EXERCISE:
Search the records that follow and extract every line containing the string "Internal".

DATASET RECORDS:
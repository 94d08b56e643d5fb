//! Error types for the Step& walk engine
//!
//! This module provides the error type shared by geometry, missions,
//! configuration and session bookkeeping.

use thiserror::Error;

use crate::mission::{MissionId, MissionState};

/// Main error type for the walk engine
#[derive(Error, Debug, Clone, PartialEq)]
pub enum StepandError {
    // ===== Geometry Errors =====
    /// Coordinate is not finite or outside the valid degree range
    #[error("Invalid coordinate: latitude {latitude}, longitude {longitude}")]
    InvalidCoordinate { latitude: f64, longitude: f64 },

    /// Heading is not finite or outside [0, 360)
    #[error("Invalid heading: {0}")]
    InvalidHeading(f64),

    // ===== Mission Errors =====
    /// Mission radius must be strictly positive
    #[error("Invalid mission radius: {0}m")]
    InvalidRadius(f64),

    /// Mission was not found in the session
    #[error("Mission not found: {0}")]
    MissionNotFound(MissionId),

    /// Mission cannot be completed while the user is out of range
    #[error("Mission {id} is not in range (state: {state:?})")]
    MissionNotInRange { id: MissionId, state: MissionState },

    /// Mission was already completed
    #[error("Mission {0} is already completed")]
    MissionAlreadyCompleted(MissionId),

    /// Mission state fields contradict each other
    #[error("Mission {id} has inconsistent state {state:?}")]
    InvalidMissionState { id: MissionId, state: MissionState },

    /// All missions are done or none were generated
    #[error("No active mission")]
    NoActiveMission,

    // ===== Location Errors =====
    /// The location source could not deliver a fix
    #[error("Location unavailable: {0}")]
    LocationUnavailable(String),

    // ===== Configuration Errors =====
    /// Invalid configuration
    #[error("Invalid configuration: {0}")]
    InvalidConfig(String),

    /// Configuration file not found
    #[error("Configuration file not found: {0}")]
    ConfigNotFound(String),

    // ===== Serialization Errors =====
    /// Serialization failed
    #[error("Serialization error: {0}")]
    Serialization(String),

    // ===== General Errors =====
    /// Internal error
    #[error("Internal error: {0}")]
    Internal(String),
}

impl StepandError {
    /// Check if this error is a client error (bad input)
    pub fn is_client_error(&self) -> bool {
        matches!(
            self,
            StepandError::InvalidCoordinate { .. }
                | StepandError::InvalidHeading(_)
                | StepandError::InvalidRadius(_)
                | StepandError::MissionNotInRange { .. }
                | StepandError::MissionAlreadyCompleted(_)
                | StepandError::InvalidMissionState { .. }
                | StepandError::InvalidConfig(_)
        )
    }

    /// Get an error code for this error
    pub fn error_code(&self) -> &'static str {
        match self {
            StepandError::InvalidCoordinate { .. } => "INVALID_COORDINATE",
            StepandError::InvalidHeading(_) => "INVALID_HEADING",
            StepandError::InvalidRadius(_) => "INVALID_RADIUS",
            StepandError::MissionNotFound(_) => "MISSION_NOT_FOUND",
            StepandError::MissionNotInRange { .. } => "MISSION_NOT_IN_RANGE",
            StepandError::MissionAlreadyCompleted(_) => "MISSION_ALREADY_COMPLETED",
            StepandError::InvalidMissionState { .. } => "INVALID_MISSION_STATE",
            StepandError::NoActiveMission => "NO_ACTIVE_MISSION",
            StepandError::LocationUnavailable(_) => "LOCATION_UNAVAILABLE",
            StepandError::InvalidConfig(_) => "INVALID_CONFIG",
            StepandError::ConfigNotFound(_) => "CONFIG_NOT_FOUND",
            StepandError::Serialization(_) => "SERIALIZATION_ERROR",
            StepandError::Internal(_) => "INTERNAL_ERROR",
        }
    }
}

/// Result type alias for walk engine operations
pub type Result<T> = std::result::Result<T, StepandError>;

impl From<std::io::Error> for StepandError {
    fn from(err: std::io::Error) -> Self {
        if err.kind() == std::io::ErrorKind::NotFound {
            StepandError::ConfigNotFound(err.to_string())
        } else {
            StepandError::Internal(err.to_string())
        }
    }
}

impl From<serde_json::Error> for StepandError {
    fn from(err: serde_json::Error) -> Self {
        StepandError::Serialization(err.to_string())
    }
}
---
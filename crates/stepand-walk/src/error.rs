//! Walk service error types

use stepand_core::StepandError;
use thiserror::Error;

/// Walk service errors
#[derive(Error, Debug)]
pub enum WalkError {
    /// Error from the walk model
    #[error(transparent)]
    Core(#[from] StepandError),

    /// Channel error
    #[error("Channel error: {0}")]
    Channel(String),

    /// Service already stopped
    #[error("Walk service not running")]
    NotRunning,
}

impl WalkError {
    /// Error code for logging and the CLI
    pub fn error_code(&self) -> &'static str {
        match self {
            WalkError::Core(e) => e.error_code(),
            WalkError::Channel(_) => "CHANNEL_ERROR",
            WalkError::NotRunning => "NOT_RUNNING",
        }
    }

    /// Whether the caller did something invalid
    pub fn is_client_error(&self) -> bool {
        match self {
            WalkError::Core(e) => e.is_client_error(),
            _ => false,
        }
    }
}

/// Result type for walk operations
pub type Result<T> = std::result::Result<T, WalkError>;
...
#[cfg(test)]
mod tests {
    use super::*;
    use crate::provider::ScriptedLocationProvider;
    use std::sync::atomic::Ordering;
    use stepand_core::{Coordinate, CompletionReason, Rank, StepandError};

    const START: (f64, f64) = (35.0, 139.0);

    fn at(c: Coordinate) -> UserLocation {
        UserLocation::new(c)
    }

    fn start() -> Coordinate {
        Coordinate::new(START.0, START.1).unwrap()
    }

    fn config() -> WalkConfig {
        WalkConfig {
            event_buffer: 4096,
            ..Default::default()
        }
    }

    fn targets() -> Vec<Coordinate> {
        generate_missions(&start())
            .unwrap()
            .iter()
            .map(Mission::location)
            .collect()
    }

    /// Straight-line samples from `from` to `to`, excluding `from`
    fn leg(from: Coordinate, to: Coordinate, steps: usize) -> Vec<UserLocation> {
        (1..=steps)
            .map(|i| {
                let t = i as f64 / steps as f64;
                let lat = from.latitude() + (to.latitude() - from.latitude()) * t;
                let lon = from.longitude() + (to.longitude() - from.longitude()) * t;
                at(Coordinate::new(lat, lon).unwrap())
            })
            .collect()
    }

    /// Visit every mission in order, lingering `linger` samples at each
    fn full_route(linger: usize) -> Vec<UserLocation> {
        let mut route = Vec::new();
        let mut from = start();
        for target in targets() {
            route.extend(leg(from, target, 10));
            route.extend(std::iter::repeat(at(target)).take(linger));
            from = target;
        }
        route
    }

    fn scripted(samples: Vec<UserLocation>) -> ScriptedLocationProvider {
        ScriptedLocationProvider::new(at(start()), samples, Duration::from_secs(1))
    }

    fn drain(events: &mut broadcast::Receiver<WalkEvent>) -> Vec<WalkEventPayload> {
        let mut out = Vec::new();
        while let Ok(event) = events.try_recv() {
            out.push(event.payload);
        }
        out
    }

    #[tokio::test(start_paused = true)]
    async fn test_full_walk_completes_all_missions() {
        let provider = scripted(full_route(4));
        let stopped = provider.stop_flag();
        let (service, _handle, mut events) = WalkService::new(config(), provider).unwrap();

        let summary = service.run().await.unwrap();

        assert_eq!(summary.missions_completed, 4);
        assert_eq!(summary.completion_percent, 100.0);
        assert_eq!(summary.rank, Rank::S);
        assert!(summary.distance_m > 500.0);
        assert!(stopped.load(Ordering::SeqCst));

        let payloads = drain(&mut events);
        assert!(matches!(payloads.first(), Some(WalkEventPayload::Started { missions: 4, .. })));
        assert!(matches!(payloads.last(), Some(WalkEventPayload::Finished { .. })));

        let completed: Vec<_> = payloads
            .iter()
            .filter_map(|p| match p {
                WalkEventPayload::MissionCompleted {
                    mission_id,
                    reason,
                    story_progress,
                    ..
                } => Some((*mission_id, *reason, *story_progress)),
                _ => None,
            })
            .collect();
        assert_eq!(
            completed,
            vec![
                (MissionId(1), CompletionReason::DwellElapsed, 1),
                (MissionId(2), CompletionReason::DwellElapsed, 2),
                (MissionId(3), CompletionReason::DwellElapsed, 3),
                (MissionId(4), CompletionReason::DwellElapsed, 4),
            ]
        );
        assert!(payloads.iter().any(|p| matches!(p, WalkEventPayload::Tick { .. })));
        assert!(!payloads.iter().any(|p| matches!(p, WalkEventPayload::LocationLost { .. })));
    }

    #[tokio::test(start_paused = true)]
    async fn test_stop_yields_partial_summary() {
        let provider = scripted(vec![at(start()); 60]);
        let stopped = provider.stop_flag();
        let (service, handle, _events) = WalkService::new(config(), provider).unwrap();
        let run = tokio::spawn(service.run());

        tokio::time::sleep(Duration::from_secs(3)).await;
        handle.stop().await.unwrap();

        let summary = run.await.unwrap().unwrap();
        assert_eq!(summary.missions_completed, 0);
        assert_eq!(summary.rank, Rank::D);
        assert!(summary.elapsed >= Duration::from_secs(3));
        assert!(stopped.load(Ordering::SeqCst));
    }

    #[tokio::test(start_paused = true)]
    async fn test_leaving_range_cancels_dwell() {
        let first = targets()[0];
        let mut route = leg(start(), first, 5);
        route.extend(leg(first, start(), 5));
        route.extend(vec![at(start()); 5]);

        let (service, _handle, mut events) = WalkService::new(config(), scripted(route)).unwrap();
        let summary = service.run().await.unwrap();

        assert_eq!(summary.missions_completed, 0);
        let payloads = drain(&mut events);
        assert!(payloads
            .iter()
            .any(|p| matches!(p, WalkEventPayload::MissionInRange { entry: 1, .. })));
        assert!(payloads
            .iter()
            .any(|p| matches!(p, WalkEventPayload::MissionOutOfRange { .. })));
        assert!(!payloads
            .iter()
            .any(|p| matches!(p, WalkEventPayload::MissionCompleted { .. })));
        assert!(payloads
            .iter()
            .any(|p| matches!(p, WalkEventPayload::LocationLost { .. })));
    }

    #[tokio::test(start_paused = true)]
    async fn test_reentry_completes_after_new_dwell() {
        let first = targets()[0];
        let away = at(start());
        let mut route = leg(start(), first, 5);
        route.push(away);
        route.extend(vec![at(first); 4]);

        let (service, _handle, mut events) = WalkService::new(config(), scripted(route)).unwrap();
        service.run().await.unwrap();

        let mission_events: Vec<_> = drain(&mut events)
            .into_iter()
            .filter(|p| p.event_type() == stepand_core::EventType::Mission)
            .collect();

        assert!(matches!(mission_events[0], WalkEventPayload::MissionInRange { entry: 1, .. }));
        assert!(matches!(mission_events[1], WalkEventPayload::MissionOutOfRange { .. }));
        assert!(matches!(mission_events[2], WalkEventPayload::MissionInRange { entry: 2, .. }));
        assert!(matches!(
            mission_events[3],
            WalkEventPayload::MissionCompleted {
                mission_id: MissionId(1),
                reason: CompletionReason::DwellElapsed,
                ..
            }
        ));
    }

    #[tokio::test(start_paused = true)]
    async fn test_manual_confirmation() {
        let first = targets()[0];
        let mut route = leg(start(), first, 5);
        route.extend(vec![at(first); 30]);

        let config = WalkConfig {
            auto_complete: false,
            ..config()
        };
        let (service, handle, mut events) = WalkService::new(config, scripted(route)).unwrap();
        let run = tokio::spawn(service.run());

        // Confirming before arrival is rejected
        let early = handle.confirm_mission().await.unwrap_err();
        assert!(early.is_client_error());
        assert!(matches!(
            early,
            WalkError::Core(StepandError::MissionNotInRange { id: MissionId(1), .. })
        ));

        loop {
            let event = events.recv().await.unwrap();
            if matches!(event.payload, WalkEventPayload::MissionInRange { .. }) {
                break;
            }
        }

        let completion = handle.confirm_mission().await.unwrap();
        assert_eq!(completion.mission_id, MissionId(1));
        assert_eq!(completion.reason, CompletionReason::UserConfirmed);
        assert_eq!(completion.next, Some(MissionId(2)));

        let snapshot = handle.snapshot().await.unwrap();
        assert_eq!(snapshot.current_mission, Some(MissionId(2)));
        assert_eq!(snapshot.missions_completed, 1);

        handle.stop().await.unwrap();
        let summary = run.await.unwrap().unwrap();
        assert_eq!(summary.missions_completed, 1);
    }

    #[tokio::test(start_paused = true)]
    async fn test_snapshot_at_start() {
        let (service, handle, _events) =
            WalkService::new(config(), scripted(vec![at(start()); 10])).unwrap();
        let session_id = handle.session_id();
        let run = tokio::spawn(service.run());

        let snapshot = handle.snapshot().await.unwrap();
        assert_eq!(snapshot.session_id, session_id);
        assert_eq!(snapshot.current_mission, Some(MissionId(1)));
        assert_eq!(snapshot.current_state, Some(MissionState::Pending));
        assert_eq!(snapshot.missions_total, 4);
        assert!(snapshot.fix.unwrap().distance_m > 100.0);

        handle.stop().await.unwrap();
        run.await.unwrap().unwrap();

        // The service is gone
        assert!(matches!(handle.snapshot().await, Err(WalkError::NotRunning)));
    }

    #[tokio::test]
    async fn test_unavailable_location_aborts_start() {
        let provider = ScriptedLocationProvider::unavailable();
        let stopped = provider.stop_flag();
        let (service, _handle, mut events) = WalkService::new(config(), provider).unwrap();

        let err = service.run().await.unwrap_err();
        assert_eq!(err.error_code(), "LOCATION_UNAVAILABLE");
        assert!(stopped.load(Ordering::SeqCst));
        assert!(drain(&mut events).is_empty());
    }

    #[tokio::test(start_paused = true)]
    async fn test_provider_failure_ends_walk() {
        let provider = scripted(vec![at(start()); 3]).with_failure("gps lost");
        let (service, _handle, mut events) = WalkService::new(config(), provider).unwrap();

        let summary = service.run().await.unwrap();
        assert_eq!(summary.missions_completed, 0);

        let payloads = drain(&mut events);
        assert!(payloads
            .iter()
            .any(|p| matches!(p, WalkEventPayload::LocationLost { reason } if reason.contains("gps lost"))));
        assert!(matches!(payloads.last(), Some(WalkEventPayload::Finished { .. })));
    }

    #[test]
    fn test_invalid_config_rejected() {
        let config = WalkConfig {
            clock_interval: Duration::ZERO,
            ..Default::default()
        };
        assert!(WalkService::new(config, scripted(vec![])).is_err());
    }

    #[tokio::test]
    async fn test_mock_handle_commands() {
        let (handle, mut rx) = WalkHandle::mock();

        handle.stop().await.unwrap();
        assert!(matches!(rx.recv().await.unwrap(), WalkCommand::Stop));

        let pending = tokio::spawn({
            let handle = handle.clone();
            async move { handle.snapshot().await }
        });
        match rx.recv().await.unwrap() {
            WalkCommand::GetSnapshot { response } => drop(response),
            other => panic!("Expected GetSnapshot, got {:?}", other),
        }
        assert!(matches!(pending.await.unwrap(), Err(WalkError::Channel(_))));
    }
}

THE COMPLETED TASK:
    /// Internal error
    #[error("Internal error: {0}")]
    Internal(String),
            StepandError::Internal(_) => "INTERNAL_ERROR",
            StepandError::Internal(err.to_string())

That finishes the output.